→ **Problem description**
Using the listing that follows, filter out every line lacking the string "move" and return the rest.

· · · · ·

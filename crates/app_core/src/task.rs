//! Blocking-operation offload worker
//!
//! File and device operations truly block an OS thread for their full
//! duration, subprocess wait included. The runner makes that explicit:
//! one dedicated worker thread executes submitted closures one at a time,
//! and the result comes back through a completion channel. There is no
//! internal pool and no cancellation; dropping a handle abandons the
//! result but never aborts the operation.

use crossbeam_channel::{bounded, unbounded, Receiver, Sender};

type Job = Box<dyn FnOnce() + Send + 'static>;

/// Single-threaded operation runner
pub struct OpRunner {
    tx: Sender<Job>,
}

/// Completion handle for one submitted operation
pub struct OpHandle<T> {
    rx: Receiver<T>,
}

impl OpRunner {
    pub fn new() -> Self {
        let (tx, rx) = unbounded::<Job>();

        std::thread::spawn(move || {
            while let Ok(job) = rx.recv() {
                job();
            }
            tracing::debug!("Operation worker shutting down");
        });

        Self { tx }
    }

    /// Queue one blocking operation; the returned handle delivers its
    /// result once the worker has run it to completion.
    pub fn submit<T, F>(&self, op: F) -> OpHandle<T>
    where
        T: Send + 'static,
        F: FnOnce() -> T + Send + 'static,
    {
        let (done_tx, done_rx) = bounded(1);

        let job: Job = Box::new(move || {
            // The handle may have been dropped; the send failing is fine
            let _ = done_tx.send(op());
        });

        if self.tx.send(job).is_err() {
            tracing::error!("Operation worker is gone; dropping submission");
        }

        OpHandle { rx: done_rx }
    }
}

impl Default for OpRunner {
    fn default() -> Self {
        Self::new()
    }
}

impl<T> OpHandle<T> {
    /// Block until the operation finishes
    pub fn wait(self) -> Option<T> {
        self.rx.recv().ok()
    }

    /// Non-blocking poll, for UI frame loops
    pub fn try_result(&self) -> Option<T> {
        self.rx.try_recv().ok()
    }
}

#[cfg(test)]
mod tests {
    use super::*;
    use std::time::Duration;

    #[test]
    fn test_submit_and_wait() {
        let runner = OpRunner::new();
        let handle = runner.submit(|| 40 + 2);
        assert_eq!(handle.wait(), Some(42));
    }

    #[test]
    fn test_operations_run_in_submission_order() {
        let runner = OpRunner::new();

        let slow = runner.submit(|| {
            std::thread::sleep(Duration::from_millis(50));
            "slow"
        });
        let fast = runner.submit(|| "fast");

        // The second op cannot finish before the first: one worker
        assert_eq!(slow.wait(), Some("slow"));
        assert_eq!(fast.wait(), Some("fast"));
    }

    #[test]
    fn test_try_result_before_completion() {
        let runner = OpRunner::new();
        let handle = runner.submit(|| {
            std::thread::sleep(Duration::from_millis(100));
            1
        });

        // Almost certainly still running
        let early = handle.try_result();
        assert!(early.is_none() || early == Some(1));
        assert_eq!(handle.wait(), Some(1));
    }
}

· · · · ·

→ **Your response**
        std::thread::spawn(move || {
        let job: Job = Box::new(move || {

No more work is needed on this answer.